5141, September 29, 1999 ]

MELO, J.: This is a case of a lawyer who borrowed money without paying it back. On July 9, 1981, Atty. Erlinda Abalos obtained a loan of P20,000.00 from Priscila Toledo, payable within six months from date, plus interest of 5% per month. To guarantee the payment of said obligation, respondent executed a Promissory Note (Exhibit B). After the lapse of six months, and despite repeated demands, respondent failed to pay her obligation. Afraid that she will not recover her money, Ms.Toledo sought the help of the Integrated Bar of the Philippines (IBP), which referred the matter to the Commission on Bar Discipline. On February 1, 1995, the Commission issued an order directing Atty. Abalos to file her Answer to the letter-complaint of Ms. Toledo. Despite receipt of said order, respondent did not answer the complaint. On August 17, 1995, Investigating Commissioner Benjamin B. Bernardino, issued an order setting the case for hearing on September 29, 1995 at 2 p.m. Despite due notice, respondent failed to appear. Accordingly, complainant was allowed to present her evidence ex-parteafter which, the case was considered submitted for resolution. Respondent received this order as shown by the registry return. However, she again did not do anything about it. On June 19, 1999, the Commission passed a resolution recommending the suspension from the practice of law of respondent for a period of six months for her flouting resistance to lawful orders of the Court and illustrating her despiciency of her oath of office as a lawyer. The Commission, however, declined to discipline her for failing to meet her financial obligation, the same having been incurred in her private capacity. We agree with the Commission that respondent may not be disciplined either by the IBP or by this Court for failing to pay her obligation to complainant. Complainants remedy is to file a collection case before a regular court of justice against respondent. The general rule is that a lawyer may not be suspended or disbarred, and the court may not

ordinarily assume jurisdiction to discipline him, for misconduct in his non-professional or private capacity (In re Pelaez, 44 Phil. 569 [1923];Lizaso vs. Amante, 198 SCRA 1 [1991]).

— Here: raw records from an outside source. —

//! Types for the census module.

use chrono::{DateTime, Utc};
use serde::{Deserialize, Serialize};
use std::cmp::Ordering;

/// A live OS process as seen by one census query.
///
/// Records are produced fresh on every query and never mutated.
/// They order by start time, oldest first, with the PID breaking ties.
#[derive(Debug, Clone, PartialEq, Eq, Serialize, Deserialize)]
pub struct ProcessRecord {
    /// Process ID.
    pub pid: u32,
    /// When the process started.
    pub start_time: DateTime<Utc>,
    /// Executable name as reported by the OS.
    pub executable_name: String,
}

impl ProcessRecord {
    /// Creates a new record.
    pub fn new(pid: u32, start_time: DateTime<Utc>, executable_name: impl Into<String>) -> Self {
        Self {
            pid,
            start_time,
            executable_name: executable_name.into(),
        }
    }
}

impl Ord for ProcessRecord {
    fn cmp(&self, other: &Self) -> Ordering {
        self.start_time
            .cmp(&other.start_time)
            .then_with(|| self.pid.cmp(&other.pid))
    }
}

impl PartialOrd for ProcessRecord {
    fn partial_cmp(&self, other: &Self) -> Option<Ordering> {
        Some(self.cmp(other))
    }
}

/// How a process should be terminated.
#[derive(Debug, Clone, Copy, PartialEq, Eq, Serialize, Deserialize)]
#[serde(rename_all = "snake_case")]
pub enum TerminateMode {
    /// Ask the process to exit (SIGTERM on unix).
    Graceful,
    /// Kill the process outright (SIGKILL on unix, TerminateProcess on Windows).
    Forced,
}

We, however, find the recommendation to suspend respondent from the practice of law for six months to be grossly disproportionate to the act complained of , i.e., her failure to appear before the Commission on Bar Discipline of the IBP. With her legal knowledge and expertise, respondent may have known all along that the Commission has no jurisdiction over a complaint for collection of a sum of money which she borrowed in her private capacity. Hence, her adamant refusal to appear before said body. We do not, of course, ignore the fact that by virtue of ones membership in the IBP, a lawyer thus submits himself to the disciplinary authority of the organization. However, as the complaint lodged against the respondent in the case at hand did not pertain to an act that she committed in the exercise of her profession, the IBP need not assume jurisdiction to discipline respondent. As the Commission on Bar Discipline correctly suggested, complainants remedy is to file the necessary collection case in court for her to recover the amount respondent owed her. It was, however, still necessary for respondent to acknowledge the orders of the Commission in deference to its authority over her as a member of the IBP. Her wanton disregard of its lawful orders subjects her to disciplinary sanction. Thus, her suspension from the practice of law for one month is warranted. WHEREFORE, respondent Atty. Erlinda Abalos is hereby SUSPENDED from the practice of law for a period of ONE MONTH from the date of the finality of this Resolution. Copies of this Resolution shall be furnished all courts of the land and the Office of the Bar Confidant. This Resolution shall likewise be spread on the personal record of respondent attorney. SO ORDERED. Davide, Jr., C.J., (Chairman), Bellosillo, Puno, Vitug, Kapunan, Mendoza, Panganiban, Quisumbing, Purisima, Pardo, Buena, Gonzaga-Reyes, and Ynares-Santiago, JJ., concur.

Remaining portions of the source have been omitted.